Description of the task
All lines with the word "matches" in the material below are required.

Provided data
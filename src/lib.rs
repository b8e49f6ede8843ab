//! # PipeScope
//!
//! Introspection and diagram rendering for opaque ML transformer pipelines.
//!
//! PipeScope takes a snapshot of a trained transformer chain (a possibly deeply
//! nested sequence of data-transformation stages), normalizes it into a tree of
//! stage nodes, and renders that tree as Mermaid `stateDiagram-v2` text with
//! optional plain-language annotations describing what each stage does.
//!
//! ## How it fits together
//!
//! - [`snapshot`] — the inspectable object model. Pipelines are closed types
//!   with no reflection surface, so the engine consumes a [`StageSnapshot`]:
//!   a JSON view of one stage's declared type and internal attributes,
//!   produced by the host (or by any type implementing [`Inspect`]).
//! - [`introspect`] — type-label shortening and best-effort attribute
//!   flattening. All failures degrade to absent or empty, never an error.
//! - [`details`] — the detail extractor registry: per-stage-kind formatters
//!   that turn an attribute bag into a readable note, with a raw key/value
//!   fallback for unknown kinds.
//! - [`tree`] — walks a snapshot, decides composite vs leaf, and builds the
//!   ordered [`StageNode`] tree.
//! - [`mermaid`] — serializes the tree into nested state-diagram blocks with
//!   stable hierarchical ids, successor edges, depth-limited expansion, and
//!   word-wrapped notes.
//!
//! ## Quick start
//!
//! ```rust
//! use pipescope::{RenderOptions, StageSnapshot, to_mermaid};
//! use serde_json::json;
//!
//! let snapshot = StageSnapshot::from_value(json!({
//!   "$type": "TransformerChain`1",
//!   "_chain": [
//!     { "$type": "ColumnSelectingTransformer", "_selectedColumns": ["Label", "Text"] }
//!   ]
//! }))?;
//!
//! let diagram = to_mermaid(&snapshot, &RenderOptions::default())?;
//! assert!(diagram.starts_with("stateDiagram-v2"));
//! # Ok::<(), pipescope::VisualizeError>(())
//! ```
//!
//! Rendering is synchronous, side-effect-free, and builds a fresh tree on
//! every call; nothing is cached and the source snapshot is never mutated.

// Documentation enforcement - treat missing docs as errors
#![deny(missing_docs)]

/// Caller-contract errors for the visualization entry points.
pub mod error;
/// Snapshot model for closed pipeline stage objects.
pub mod snapshot;
/// Type-label shortening and attribute flattening.
pub mod introspect;
/// Detail extractor registry and per-stage-kind formatters.
pub mod details;
/// Stage tree model and builder.
pub mod tree;
/// Mermaid state-diagram rendering.
pub mod mermaid;

pub use details::{AttrMap, DetailError, DetailRegistry};
pub use error::VisualizeError;
pub use mermaid::export::RenderOptions;
pub use snapshot::{Inspect, StageSnapshot};
pub use tree::{StageNode, TreeBuilder};

/// Renders a stage snapshot as Mermaid `stateDiagram-v2` text using the
/// default detail registry.
///
/// Builds a fresh [`StageNode`] tree from the snapshot and serializes it.
/// Fails only on caller-contract violations (`max_depth` < 1); malformed
/// per-stage detail is degraded, not fatal.
pub fn to_mermaid(
  snapshot: &StageSnapshot,
  options: &RenderOptions,
) -> Result<String, VisualizeError> {
  to_mermaid_with(snapshot, &DetailRegistry::with_defaults(), options)
}

/// Renders a stage snapshot with a caller-supplied detail registry.
///
/// Use this when the pipeline contains stage kinds the default registry does
/// not know about; register a formatter for their type label and it will be
/// dispatched exactly like the built-in ones.
pub fn to_mermaid_with(
  snapshot: &StageSnapshot,
  registry: &DetailRegistry,
  options: &RenderOptions,
) -> Result<String, VisualizeError> {
  let root = TreeBuilder::new(registry).build(snapshot);
  mermaid::export::render(&root, options)
}

/// Renders any [`Inspect`] pipeline object as Mermaid diagram text.
pub fn visualize<T: Inspect>(stage: &T, options: &RenderOptions) -> Result<String, VisualizeError> {
  to_mermaid(&stage.inspect(), options)
}

#[cfg(test)]
mod tree_test;
//! Export a stage tree to Mermaid `stateDiagram-v2` source.
//!
//! Block ids are hierarchical: the root block is `t1`, its children `t1_1`,
//! `t1_2`, … and so on down the tree, so ids stay stable across renders of
//! the same pipeline. Layout direction alternates per nesting level (top-down
//! at the root, left-right one level in, …) to keep deep diagrams legible;
//! annotation notes follow the same orientation.

use crate::error::VisualizeError;
use crate::introspect::display_label;
use crate::tree::StageNode;

/// Diagram header token.
const DIAGRAM_HEADER: &str = "stateDiagram-v2";

/// Depth ceiling applied when the caller does not choose one.
pub const DEFAULT_MAX_DEPTH: usize = 3;

/// Maximum note line width, in characters.
const MAX_NOTE_WIDTH: usize = 80;

/// Options controlling diagram expansion and annotation.
#[derive(Clone, Copy, Debug, Eq, PartialEq)]
pub struct RenderOptions {
  /// How many composite levels to expand inline; children below the ceiling
  /// render as unexpanded nodes. Must be at least 1.
  pub max_depth: usize,
  /// Whether to attach annotation notes to unexpanded nodes.
  pub annotate: bool,
}

impl Default for RenderOptions {
  fn default() -> Self {
    Self {
      max_depth: DEFAULT_MAX_DEPTH,
      annotate: false,
    }
  }
}

/// Serializes a stage tree as `stateDiagram-v2` source.
///
/// A childless root renders as a single node declaration with no block.
/// Fails only when `max_depth` violates the caller contract; no partial
/// output is produced in that case.
pub fn render(root: &StageNode, options: &RenderOptions) -> Result<String, VisualizeError> {
  if options.max_depth < 1 {
    return Err(VisualizeError::InvalidDepth {
      max_depth: options.max_depth,
    });
  }

  let mut out = String::from(DIAGRAM_HEADER);
  out.push('\n');
  if root.is_leaf() {
    out.push_str(&format!("t1: {}\n", display_label(&root.label)));
  } else {
    render_block(&mut out, root, "1", false, options.annotate, options.max_depth);
  }
  Ok(out)
}

/// Emits one `state "<label>" AS t<prefix> { … }` block.
fn render_block(
  out: &mut String,
  parent: &StageNode,
  prefix: &str,
  left_right: bool,
  annotate: bool,
  depth: usize,
) {
  out.push_str(&format!(
    "state \"{}\" AS t{} {{\n",
    display_label(&parent.label),
    prefix
  ));
  if left_right {
    out.push_str("direction LR\n");
  }

  for (index, child) in parent.children.iter().enumerate() {
    let id = format!("{}_{}", prefix, index + 1);
    out.push_str(&format!("t{}: {}\n", id, display_label(&child.label)));

    let expanded = depth > 1 && !child.is_leaf();
    if expanded {
      render_block(out, child, &id, !left_right, annotate, depth - 1);
    }

    // Expanded parents speak for themselves; notes go on unexpanded nodes.
    if annotate && !expanded {
      push_note(out, &id, left_right, child.note.as_deref());
    }
  }

  // Successor edges model execution order between consecutive siblings.
  for index in 1..parent.children.len() {
    out.push_str(&format!("t{prefix}_{index} --> t{prefix}_{}\n", index + 1));
  }

  out.push_str("}\n");
}

/// Emits a `note left|right of t<id>` callout, word-wrapped.
fn push_note(out: &mut String, id: &str, left_right: bool, note: Option<&str>) {
  let Some(note) = note else { return };
  let side = if left_right { "left" } else { "right" };
  out.push_str(&format!("note {side} of t{id}\n"));
  for line in wrap_note(note, MAX_NOTE_WIDTH) {
    out.push_str(&line);
    out.push('\n');
  }
  out.push_str("end note\n");
}

/// Greedily word-wraps note text.
///
/// Each source line wraps independently; words are never split, so a single
/// word longer than `width` stands on its own line. Trailing whitespace is
/// trimmed from every emitted line.
fn wrap_note(text: &str, width: usize) -> Vec<String> {
  let mut lines = Vec::new();
  for source_line in text.lines() {
    let mut line = String::new();
    for word in source_line.split(' ').filter(|word| !word.is_empty()) {
      if !line.is_empty() && line.len() + word.len() > width {
        lines.push(line.trim_end().to_string());
        line.clear();
      }
      line.push_str(word);
      line.push(' ');
    }
    let trimmed = line.trim_end();
    if !trimmed.is_empty() {
      lines.push(trimmed.to_string());
    }
  }
  lines
}

#[cfg(test)]
mod tests {
  use super::*;

  fn leaf(label: &str, note: Option<&str>) -> StageNode {
    StageNode {
      label: label.to_string(),
      children: Vec::new(),
      note: note.map(ToString::to_string),
    }
  }

  fn branch(label: &str, children: Vec<StageNode>) -> StageNode {
    let note = Some(format!("{} Child Transformers", children.len()));
    StageNode {
      label: label.to_string(),
      children,
      note,
    }
  }

  #[test]
  fn childless_root_is_a_single_declaration() {
    let root = leaf("PlainTransformer", None);
    let diagram = render(&root, &RenderOptions::default()).expect("valid options");
    assert_eq!(diagram, "stateDiagram-v2\nt1: PlainTransformer\n");
  }

  #[test]
  fn block_declares_children_and_successor_edges() {
    let root = branch("TransformerChain", vec![leaf("A", None), leaf("B", None), leaf("C", None)]);
    let diagram = render(&root, &RenderOptions::default()).expect("valid options");
    assert!(diagram.contains("state \"TransformerChain\" AS t1 {"));
    assert!(diagram.contains("t1_1: A"));
    assert!(diagram.contains("t1_2: B"));
    assert!(diagram.contains("t1_3: C"));
    assert!(diagram.contains("t1_1 --> t1_2"));
    assert!(diagram.contains("t1_2 --> t1_3"));
    assert!(!diagram.contains("t1_1 --> t1_3"), "no edge may skip a sibling");
    assert_eq!(diagram.matches(" --> ").count(), 2);
  }

  #[test]
  fn nested_blocks_alternate_direction() {
    let inner = branch("Inner", vec![leaf("X", None), leaf("Y", None)]);
    let root = branch("Outer", vec![inner]);
    let diagram = render(&root, &RenderOptions::default()).expect("valid options");
    assert!(diagram.contains("state \"Inner\" AS t1_1 {"));
    // Root block is top-down; the nested level flips to left-right.
    assert_eq!(diagram.matches("direction LR").count(), 1);
    assert!(diagram.contains("t1_1_1: X"));
    assert!(diagram.contains("t1_1_1 --> t1_1_2"));
  }

  #[test]
  fn depth_one_never_expands_children() {
    let inner = branch("Inner", vec![leaf("X", None)]);
    let root = branch("Outer", vec![inner]);
    let options = RenderOptions {
      max_depth: 1,
      ..RenderOptions::default()
    };
    let diagram = render(&root, &options).expect("valid options");
    assert!(diagram.contains("t1_1: Inner"));
    assert!(!diagram.contains("AS t1_1 {"));
  }

  #[test]
  fn depth_exhausted_child_still_gets_a_note_when_annotating() {
    let inner = branch("Inner", vec![leaf("X", None)]);
    let root = branch("Outer", vec![inner]);
    let options = RenderOptions {
      max_depth: 1,
      annotate: true,
    };
    let diagram = render(&root, &options).expect("valid options");
    assert!(diagram.contains("note right of t1_1\n1 Child Transformers\nend note"));
  }

  #[test]
  fn expanded_parents_get_no_note() {
    let inner = branch("Inner", vec![leaf("X", Some("leaf note"))]);
    let root = branch("Outer", vec![inner]);
    let options = RenderOptions {
      max_depth: 3,
      annotate: true,
    };
    let diagram = render(&root, &options).expect("valid options");
    assert!(!diagram.contains("note right of t1_1\n1"));
    // The leaf inside the expanded block sits at a left-right level, so its
    // note goes on the left.
    assert!(diagram.contains("note left of t1_1_1\nleaf note\nend note"));
  }

  #[test]
  fn noteless_children_emit_no_note_block() {
    let root = branch("Outer", vec![leaf("X", None)]);
    let options = RenderOptions {
      max_depth: 3,
      annotate: true,
    };
    let diagram = render(&root, &options).expect("valid options");
    assert!(!diagram.contains("note right of t1_1"));
  }

  #[test]
  fn angle_brackets_are_replaced_in_labels() {
    let root = branch("Chain<ITransformer>", vec![leaf("Leaf<T>", None)]);
    let diagram = render(&root, &RenderOptions::default()).expect("valid options");
    assert!(diagram.contains("state \"Chain_ITransformer_\" AS t1 {"));
    assert!(diagram.contains("t1_1: Leaf_T_"));
  }

  #[test]
  fn zero_depth_is_rejected_without_output() {
    let root = leaf("X", None);
    let options = RenderOptions {
      max_depth: 0,
      ..RenderOptions::default()
    };
    let error = render(&root, &options).expect_err("contract violation");
    assert!(matches!(error, VisualizeError::InvalidDepth { max_depth: 0 }));
  }

  #[test]
  fn notes_wrap_at_eighty_characters_without_splitting_words() {
    let words = vec!["transformer"; 20].join(" ");
    let lines = wrap_note(&words, MAX_NOTE_WIDTH);
    assert!(lines.len() > 1);
    for line in &lines {
      assert!(line.len() <= MAX_NOTE_WIDTH, "line too long: {line}");
      assert!(!line.ends_with(' '));
    }
    assert_eq!(lines.join(" "), words);
  }

  #[test]
  fn note_source_lines_wrap_independently() {
    let note = "first line\nsecond line";
    assert_eq!(wrap_note(note, MAX_NOTE_WIDTH), vec!["first line", "second line"]);
  }

  #[test]
  fn oversized_word_stands_alone() {
    let long_word = "x".repeat(120);
    let note = format!("short {long_word} tail");
    let lines = wrap_note(&note, MAX_NOTE_WIDTH);
    assert_eq!(lines, vec!["short".to_string(), long_word, "tail".to_string()]);
  }
}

Result of the task
    assert_eq!(diagram.matches(" --> ").count(), 2);
    assert_eq!(diagram.matches("direction LR").count(), 1);
    assert!(matches!(error, VisualizeError::InvalidDepth { max_depth: 0 }));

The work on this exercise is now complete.